From lawyer to Foundation director, John Lanier is embarking on an emotional rollercoaster and would be honored for you to join him along the way. Read more about his journey in his newest blog entry.

I could have been a goat herder.

No, seriously.  Have you ever herded goats?  I have.  For about 15 minutes.  And I enjoyed every single bit of it.  I’d have stayed there all day, just herding goats, if I could have.

I was down visiting Will Harris and his White Oak Pastures in Bluffton, Georgia.  Will reminds me of my grandfather.
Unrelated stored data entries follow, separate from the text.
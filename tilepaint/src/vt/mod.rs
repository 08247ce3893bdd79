//! On-demand vector tiling of GeoJSON.
//!
//! Builds a quadtree tile index from a [`FeatureCollection`]: features are
//! projected into normalized Web Mercator space, simplified with
//! Douglas-Peucker importance values, wrapped across the antimeridian and
//! then recursively clipped into tiles. Shallow tiles are built eagerly;
//! deeper tiles are sliced from their nearest ancestor on first request.
//!
//! # Architecture
//!
//! ```text
//! FeatureCollection ──► convert ──► wrap ──► split (clip ×4 per level) ──► tiles
//!                      (project,                                          │
//!                       simplify)                          get_tile ◄─────┘
//!                                                          (drill down, transform
//!                                                           to integer extent)
//! ```
//!
//! Output coordinates are integers in a fixed extent per tile edge (4096 by
//! default), independent of the final raster size.
//!
//! [`FeatureCollection`]: crate::collection::FeatureCollection

mod clip;
mod convert;
mod index;
mod simplify;
mod tile;
mod types;
mod wrap;

pub use index::{TileIndexError, TileIndexOptions, VectorTileIndex};
pub use tile::{VectorTile, VectorTileFeature};
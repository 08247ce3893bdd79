//! Fixed parameters of the tiling, rendering and picking pipeline.

/// Layer name under which all GeoJSON features are tiled.
pub const GEOJSON_LAYER_NAME: &str = "layer";

/// Property added to picked pre-tiled features naming their source layer.
pub const LAYER_NAME_PROP: &str = "__LAYERNAME";

/// Default feature id property for pre-tiled sources.
pub const DEFAULT_ID_PROPERTY: &str = "FID";

/// Logical edge length of a display tile in pixels.
pub const TILE_SIZE: u32 = 256;

/// Margin around a display tile within which features are still painted.
pub const TILE_BUFFER: f64 = 64.0;

/// Integer coordinate extent of one vector tile edge.
pub const VECTOR_TILE_EXTENT: u32 = 4096;

/// Deepest zoom the GeoJSON tile index produces.
pub const GEOJSON_MAX_ZOOM: u8 = 24;

/// Edge length in pixels of a data tile held by the display cache.
pub const DATA_TILE_SIZE: u32 = 1024;

/// Zoom difference between a display tile and the data tile covering it.
pub const LEVEL_DIFF: u8 = 2;

/// Number of data tiles kept by the display cache.
pub const DISPLAY_CACHE_CAPACITY: u64 = 64;

/// Screen tolerance of geometric picking.
pub const PICK_TOLERANCE_PX: f64 = 10.0;

/// Ground resolution at zoom 0 on the equator, in metres per pixel.
pub const METERS_PER_PIXEL_EQUATOR: f64 = 156543.0;

/// Most tiles a provider may need to cover its rectangle at minimum zoom.
pub const MAX_TILES_AT_MIN_LEVEL: u64 = 4;

/// Width of the highlight outline.
pub const HIGHLIGHT_LINE_WIDTH: f32 = 4.0;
Ray once made the courageous decision to look himself in the mirror and say that the way he was building his company, his family’s financial security, and his legacy was wrong.  Ray decided that Interface, his company, could only be responsible if it sought to be as sustainable as possible.  Will Harris did the same thing with his family farm.
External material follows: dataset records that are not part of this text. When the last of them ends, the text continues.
//! Mapbox Vector Tile decoding.

use std::io::Read;
use std::sync::Arc;

use flate2::read::GzDecoder;
use geo::Geometry;
use mvt_reader::feature::Value as MvtValue;
use mvt_reader::Reader;
use serde_json::Value;

use super::SourceError;
use crate::tile::{GeomType, LayerMap, Properties, RenderFeature};

const GZIP_MAGIC: [u8; 2] = [0x1f, 0x8b];

/// Decompresses gzip payloads, passing anything else through.
pub(crate) fn gunzip_if_needed(data: &[u8]) -> Result<Vec<u8>, SourceError> {
    if !data.starts_with(&GZIP_MAGIC) {
        return Ok(data.to_vec());
    }

    let mut decoder = GzDecoder::new(data);
    let mut decoded = Vec::new();
    decoder
        .read_to_end(&mut decoded)
        .map_err(|e| SourceError::Decode(format!("gzip: {}", e)))?;
    Ok(decoded)
}

/// Decodes an uncompressed MVT payload into render features.
///
/// Coordinates are scaled from each layer's own extent to `tile_size`
/// pixels. Layers without features are omitted; features with empty or
/// unsupported geometry are skipped.
pub fn decode_mvt(data: Vec<u8>, tile_size: u32) -> Result<LayerMap, SourceError> {
    if data.is_empty() {
        return Ok(LayerMap::new());
    }

    let reader =
        Reader::new(data).map_err(|e| SourceError::Decode(format!("vector tile: {}", e)))?;
    let layers = reader
        .get_layer_metadata()
        .map_err(|e| SourceError::Decode(format!("layer metadata: {}", e)))?;

    let mut out = LayerMap::new();

    for layer in layers {
        let features = reader
            .get_features(layer.layer_index)
            .map_err(|e| SourceError::Decode(format!("layer {}: {}", layer.name, e)))?;

        let extent = if layer.extent == 0 { 4096 } else { layer.extent };
        let scale = tile_size as f64 / extent as f64;

        let converted: Vec<RenderFeature> = features
            .into_iter()
            .filter_map(|feature| {
                let props = Arc::new(convert_properties(feature.properties));
                let (geom_type, rings) = geometry_rings(&feature.geometry)?;
                RenderFeature::from_scaled(geom_type, rings, scale, props)
            })
            .collect();

        if !converted.is_empty() {
            out.entry(layer.name).or_default().extend(converted);
        }
    }

    Ok(out)
}

fn convert_properties(
    properties: Option<std::collections::HashMap<String, MvtValue>>,
) -> Properties {
    properties
        .unwrap_or_default()
        .into_iter()
        .map(|(key, value)| (key, convert_value(value)))
        .collect()
}

#[allow(unreachable_patterns)]
fn convert_value(value: MvtValue) -> Value {
    match value {
        MvtValue::String(s) => Value::String(s),
        MvtValue::Float(f) => Value::from(f as f64),
        MvtValue::Double(d) => Value::from(d),
        MvtValue::Int(i) => Value::from(i),
        MvtValue::UInt(u) => Value::from(u),
        MvtValue::SInt(i) => Value::from(i),
        MvtValue::Bool(b) => Value::Bool(b),
        _ => Value::Null,
    }
}

type Rings = Vec<Vec<(f64, f64)>>;

fn geometry_rings(geometry: &Geometry<f32>) -> Option<(GeomType, Rings)> {
    let line = |ls: &geo::LineString<f32>| -> Vec<(f64, f64)> {
        ls.coords().map(|c| (c.x as f64, c.y as f64)).collect()
    };
    let polygon_rings = |p: &geo::Polygon<f32>| -> Rings {
        std::iter::once(p.exterior())
            .chain(p.interiors())
            .map(line)
            .collect()
    };

    match geometry {
        Geometry::Point(p) => Some((GeomType::Point, vec![vec![(p.x() as f64, p.y() as f64)]])),
        Geometry::MultiPoint(mp) => Some((
            GeomType::Point,
            vec![mp.iter().map(|p| (p.x() as f64, p.y() as f64)).collect()],
        )),
        Geometry::Line(l) => Some((
            GeomType::Line,
            vec![vec![
                (l.start.x as f64, l.start.y as f64),
                (l.end.x as f64, l.end.y as f64),
            ]],
        )),
        Geometry::LineString(ls) => Some((GeomType::Line, vec![line(ls)])),
        Geometry::MultiLineString(mls) => Some((GeomType::Line, mls.iter().map(line).collect())),
        Geometry::Polygon(p) => Some((GeomType::Polygon, polygon_rings(p))),
        Geometry::MultiPolygon(mp) => Some((
            GeomType::Polygon,
            mp.iter().flat_map(polygon_rings).collect(),
        )),
        _ => None,
    }
}

#[cfg(test)]
mod tests {
    use super::*;
    use geo::polygon;
    use flate2::write::GzEncoder;
    use flate2::Compression;
    use std::io::Write;

    #[test]
    fn test_gunzip_passthrough() {
        let data = vec![1, 2, 3];
        assert_eq!(gunzip_if_needed(&data).unwrap(), data);
    }

    #[test]
    fn test_gunzip_detects_magic() {
        let mut encoder = GzEncoder::new(Vec::new(), Compression::default());
        encoder.write_all(b"hello tiles").unwrap();
        let compressed = encoder.finish().unwrap();
        assert_eq!(gunzip_if_needed(&compressed).unwrap(), b"hello tiles");
    }

    #[test]
    fn test_empty_payload_is_empty_tile() {
        assert!(decode_mvt(Vec::new(), 256).unwrap().is_empty());
    }

    #[test]
    fn test_garbage_payload_is_decode_error() {
        let result = decode_mvt(vec![0xff, 0xff, 0xff, 0xff], 256);
        assert!(matches!(result, Err(SourceError::Decode(_))));
    }

    #[test]
    fn test_polygon_rings_flattened() {
        let poly = geo::polygon![
            exterior: [(x: 0.0f32, y: 0.0), (x: 10.0, y: 0.0), (x: 10.0, y: 10.0), (x: 0.0, y: 0.0)],
            interiors: [[(x: 2.0, y: 2.0), (x: 3.0, y: 2.0), (x: 3.0, y: 3.0), (x: 2.0, y: 2.0)]],
        ];
        let (geom_type, rings) = geometry_rings(&Geometry::Polygon(poly)).unwrap();
        assert_eq!(geom_type, GeomType::Polygon);
        assert_eq!(rings.len(), 2);
    }

    #[test]
    fn test_value_conversion() {
        assert_eq!(convert_value(MvtValue::String("a".into())), Value::from("a"));
        assert_eq!(convert_value(MvtValue::Int(-3)), Value::from(-3));
        assert_eq!(convert_value(MvtValue::Bool(true)), Value::Bool(true));
    }
}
His story has been told before, and a simple Googling of “Will Harris White Oak” will tell you much, so I won’t rehash it here.  Suffice it to say that I was impressed by the man.

Instead, I want to write about his goats.

This is challenging, actually.  The “what” of this brief story is that I helped separate a flock of kids from their mother goats so that the kids could be weaned.  By helped, I really mean that I stood in a line of much more experienced men as we corralled a manageable section of the herd.  But the “what” is such a small part of what I experienced in those too short 15 minutes.  So let me try to describe it this way….

Every now and again, a person encounters something so natural and wholesome that he or she feels united to something greater than the present.  In this age of smartphones and instant gratification, our attention is so fully captured by the “now” and the “about to be” that we lose sight of the “once was.”

In that sunny summer field though, I was experiencing something truly ancient.  Mankind has been weaning goats from their mothers for thousands of years, with the process largely unchanged.  My connection to the past in that moment filled me with a simple joy that no modern luxury can offer.  In an instant, I realized that one single word best characterizes the sweat-filled work that herding goats requires: it is noble.

There is an irony in how I tell this story.  Each of you will be looking at this on some type of a computer, the one invention that best defines our modern world.  And ultimately, I don’t see anything wrong in that.

But I do have one request.  After you’ve finished reading this, let that computer screen go dark.  Then go find something ancient.

And lose yourself in it.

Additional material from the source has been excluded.